There was too much mystery for Downing Street to bear

The issue Fox could never quite get clear of was that he needed to be especially careful given his p

Why did Liam Fox's position become untenable? One minute he seems determined to battle on -- then, he is gone.

Clearly he was being undermined by the constant drip-drip of new allegations or inferences, with different elements of the story emerging every day. That made it hard for the (now former) defence secretary to get on with his job, which creates a sense of dysfunction and drift in government. The longer that goes on, the likelier it becomes that the prime minister's command of the situation will come under question. That is clearly the turn events had taken in the last 24 hours.

When there is scandal in the air, Downing Street wants to be able to say it is awaiting the outcome of investigations -- or lines to that effect. The PM needs a way of asserting control. That was impossible this week because it kept getting harder to know what was under investigation.

Fox's contact with Werrity? Werrity's contacts in the international defence industry?
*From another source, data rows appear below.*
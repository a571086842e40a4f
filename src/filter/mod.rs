//! Record filtering: criteria resolution and predicate evaluation
//!
//! Filtering is split into small pieces that resolve independently and are
//! then ANDed together:
//!
//! - [`FilterOptions`] holds the raw criteria for one run, one optional
//!   field per criterion.
//! - [`TimeWindow`] resolves the time-related options into a single
//!   half-open interval, honoring the precedence relative span > today >
//!   absolute bounds.
//! - [`WeekdaySelection`] evaluates the day-of-week tokens, where exactly
//!   two tokens form a cyclic range and any other count is a plain set.
//! - [`RecordFilter`] compiles everything into one predicate, validating
//!   all inputs up front so that evaluation itself cannot fail.
//!
//! All validation failures are [`FilterError`]s, raised before any record
//! is read.

pub mod error;
pub mod matcher;
pub mod options;
pub mod weekday;
pub mod window;

pub use error::FilterError;
pub use matcher::RecordFilter;
pub use options::{FilterOptions, parse_time_bound, print_filter_warnings};
pub use weekday::WeekdaySelection;
pub use window::TimeWindow;
pub mod analysis;
pub mod classification;
pub mod cli;
pub mod filter;
pub mod pipeline;
pub mod record;

use anyhow::Context;
use std::io::Write;
use std::path::Path;

use crate::classification::{Classification, ClassificationTable};
use crate::filter::{FilterOptions, RecordFilter, parse_time_bound, print_filter_warnings};
use crate::pipeline::{
    CsvSink, JsonSink, PipelineError, PipelineSummary, RecordReader, RecordSink, run_pipeline,
};
use crate::record::EventRecord;
pub use classification::{ClassificationEntry, Severity};
pub use cli::{Cli, ColorMode, Commands, FilterArgs, OutputFormat, SinkFormat, cli_parse};
pub use filter::{TimeWindow, WeekdaySelection};
pub use record::RecordError;

/// Build the structured filter options from the parsed CLI criteria. Time
/// bound literals are the only fields needing conversion; everything else
/// maps across directly.
fn build_filter_options(args: &cli::FilterArgs) -> anyhow::Result<FilterOptions> {
    let start_time = args
        .start_time
        .as_deref()
        .map(parse_time_bound)
        .transpose()?;
    let end_time = args.end_time.as_deref().map(parse_time_bound).transpose()?;

    Ok(FilterOptions::new()
        .with_log_types(args.log_types.clone())
        .with_sources(args.sources.clone())
        .with_event_types(args.event_types.clone())
        .with_event_ids(args.event_ids.clone())
        .with_message_contains(args.message_contains.as_deref())
        .with_message_regex(args.message_regex.as_deref())
        .with_time_bounds(start_time, end_time)
        .with_last_minutes(args.last_minutes)
        .with_last_hours(args.last_hours)
        .with_today(args.today)
        .with_days(args.day_of_week.clone()))
}

/// Resolve the classification table: an explicit path replaces the built-in
/// table entirely.
fn load_classification_table(
    path: Option<&Path>,
) -> anyhow::Result<std::borrow::Cow<'static, ClassificationTable>> {
    match path {
        Some(path) => {
            let table = ClassificationTable::from_path(path).with_context(|| {
                format!("failed to load classification table '{}'", path.display())
            })?;
            tracing::debug!(
                entries = table.len(),
                duplicates = table.duplicate_count(),
                "loaded classification table from {}",
                path.display()
            );
            Ok(std::borrow::Cow::Owned(table))
        }
        None => Ok(std::borrow::Cow::Borrowed(ClassificationTable::builtin())),
    }
}

fn init_logging(verbose: u8, quiet: bool) {
    use tracing_subscriber::EnvFilter;

    // RUST_LOG wins over the CLI flags when set.
    let filter = if std::env::var("RUST_LOG").is_ok() {
        EnvFilter::from_default_env()
    } else if quiet {
        EnvFilter::new("error")
    } else {
        EnvFilter::new(match verbose {
            0 => "info",
            1 => "debug",
            _ => "trace",
        })
    };

    tracing_subscriber::fmt()
        .with_env_filter(filter)
        .with_writer(std::io::stderr)
        .with_target(false)
        .compact()
        .init();
}

fn apply_color_mode(mode: ColorMode) {
    match mode {
        ColorMode::Always => unsafe {
            std::env::set_var("CLICOLOR_FORCE", "1");
        },
        ColorMode::Never => unsafe {
            std::env::set_var("NO_COLOR", "1");
        },
        ColorMode::Auto => {
            // Let the terminal decide.
        }
    }
}

fn write_output_file(path: &Path, content: &str) -> anyhow::Result<()> {
    std::fs::write(path, content)
        .with_context(|| format!("failed to write output file '{}'", path.display()))
}

/// Spinner shown while streaming records, hidden when quiet (indicatif
/// already hides itself when stderr is not a terminal).
fn progress_spinner(quiet: bool) -> indicatif::ProgressBar {
    if quiet {
        return indicatif::ProgressBar::hidden();
    }
    let spinner = indicatif::ProgressBar::new_spinner();
    spinner.set_message("reading records");
    spinner
}

/// Sink that keeps matched records in memory for the aggregation commands.
#[derive(Default)]
struct CollectSink {
    records: Vec<EventRecord>,
}

impl RecordSink for CollectSink {
    fn write(
        &mut self,
        record: &EventRecord,
        _classification: Classification<'_>,
    ) -> Result<(), PipelineError> {
        self.records.push(record.clone());
        Ok(())
    }

    fn finish(&mut self) -> Result<(), PipelineError> {
        Ok(())
    }
}

/// Run the pipeline collecting matched records, shared by `analyze` and
/// `info`.
fn collect_matching(
    input: &Path,
    filter: &RecordFilter,
    table: &ClassificationTable,
    quiet: bool,
) -> anyhow::Result<(Vec<EventRecord>, PipelineSummary)> {
    let reader = RecordReader::from_path(input)?;
    let spinner = progress_spinner(quiet);
    let mut sink = CollectSink::default();
    let summary = run_pipeline(spinner.wrap_iter(reader), &mut sink, filter, table)?;
    spinner.finish_and_clear();
    Ok((sink.records, summary))
}

fn log_summary(summary: &PipelineSummary) {
    tracing::info!(
        "matched {} of {} records ({} malformed rows skipped)",
        summary.matched,
        summary.rows_read,
        summary.skipped
    );
}

pub fn run(cli: &Cli) -> anyhow::Result<()> {
    init_logging(cli.verbose, cli.quiet);
    apply_color_mode(cli.color);

    let table = load_classification_table(cli.classification.as_deref())?;
    let now = chrono::Local::now().naive_local();

    match &cli.command {
        Commands::Filter {
            input,
            criteria,
            format,
        } => {
            let options = build_filter_options(criteria)?;
            print_filter_warnings(&options);
            let filter = RecordFilter::compile(&options, now)?;
            tracing::debug!(window = ?filter.window(), "compiled record filter");

            let reader = RecordReader::from_path(input)?;
            let spinner = progress_spinner(cli.quiet);
            let writer: Box<dyn Write> = match &cli.output {
                Some(path) => Box::new(std::fs::File::create(path).with_context(|| {
                    format!("failed to create output file '{}'", path.display())
                })?),
                None => Box::new(std::io::stdout()),
            };

            let summary = match format {
                SinkFormat::Csv => {
                    let mut sink = CsvSink::new(writer);
                    run_pipeline(spinner.wrap_iter(reader), &mut sink, &filter, &table)?
                }
                SinkFormat::Json => {
                    let mut sink = JsonSink::new(writer);
                    run_pipeline(spinner.wrap_iter(reader), &mut sink, &filter, &table)?
                }
            };
            spinner.finish_and_clear();
            log_summary(&summary);
        }
        Commands::Analyze {
            input,
            criteria,
            format,
        } => {
            let options = build_filter_options(criteria)?;
            print_filter_warnings(&options);
            let filter = RecordFilter::compile(&options, now)?;

            let (records, summary) = collect_matching(input, &filter, &table, cli.quiet)?;
            let report = analysis::analyze(&records, &table, summary.skipped);

            let rendered = match format {
                OutputFormat::Text => analysis::render_analysis_text(&report),
                OutputFormat::Json => {
                    let mut json = serde_json::to_string_pretty(&report)
                        .context("failed to serialize analysis report")?;
                    json.push('\n');
                    json
                }
            };
            print!("{rendered}");
            if let Some(path) = &cli.output {
                write_output_file(path, &rendered)?;
            }
            log_summary(&summary);
        }
        Commands::Info {
            input,
            criteria,
            format,
        } => {
            let options = build_filter_options(criteria)?;
            print_filter_warnings(&options);
            let filter = RecordFilter::compile(&options, now)?;

            let (records, summary) = collect_matching(input, &filter, &table, cli.quiet)?;
            let stats = analysis::collect_stats(&records, &table, &summary);

            let rendered = match format {
                OutputFormat::Text => analysis::render_stats_text(&stats),
                OutputFormat::Json => {
                    let mut json = serde_json::to_string_pretty(&stats)
                        .context("failed to serialize dataset overview")?;
                    json.push('\n');
                    json
                }
            };
            print!("{rendered}");
            if let Some(path) = &cli.output {
                write_output_file(path, &rendered)?;
            }
        }
    }

    Ok(())
}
Werrity's financial affairs and how they might have been intertwined with his work alongside Fox? The international political/ideological component of Werrity's lobbying activities and connections? Printing dodgy business cards is one thing, running a shadow foreign policy is something else entirely.

In other words, the whole thing had spiralled beyond possible breaches of the ministerial code. Questions were being raised about whether Fox's independence and integrity as the senior politician in charge of UK defence might have been compromised.

When Werrity looked like an eccentric accompaniment to Fox's entourage the worst offence that could be levelled against the defence secretary was breach of protocol. Hence senior civil servants were invited to investigate. It was all just a matter of process. If it turned out some Whitehall niceties had been overlooked, well, that would not have been a sackable offence.

But the issue that Fox could never quite get clear of was the suggestion that he ought to have been especially careful given the specific sensitivities of his portfolio. His friends consistently sneered at the idea that there was a "national security" dimension to the allegations. But ultimately, that, I think, is what has finished him. There was simply too high a volume of mystery around Werrity -- and what personal agenda he might have had -- for people, including ultimately the Prime Minister, to be relaxed about him swanning in and out of the MoD and taking intimate foreign trips with the Defence Secretary.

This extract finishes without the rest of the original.